- What to produce
Lines containing the word "types" are to be copied from the data below.

- Records for this task
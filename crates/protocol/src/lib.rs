//! Wire types and endpoint constants of the media upload API.

pub mod constants;
pub mod types;

// Re-export primary types for convenience.
pub use constants::{
    DEFAULT_API_BASE, DEFAULT_PIPELINE, FORM_CONTENT_TYPE, PROCESS_PATH, STAGING_PATH,
    STATUS_PATH, endpoint,
};
pub use types::{
    FinalizeRequest, ProcessingTask, StatusReport, StatusRequest, UploadDestination,
};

- Solution to the exercise
//! Wire types and endpoint constants of the media upload API.
pub mod types;
// Re-export primary types for convenience.
pub use types::{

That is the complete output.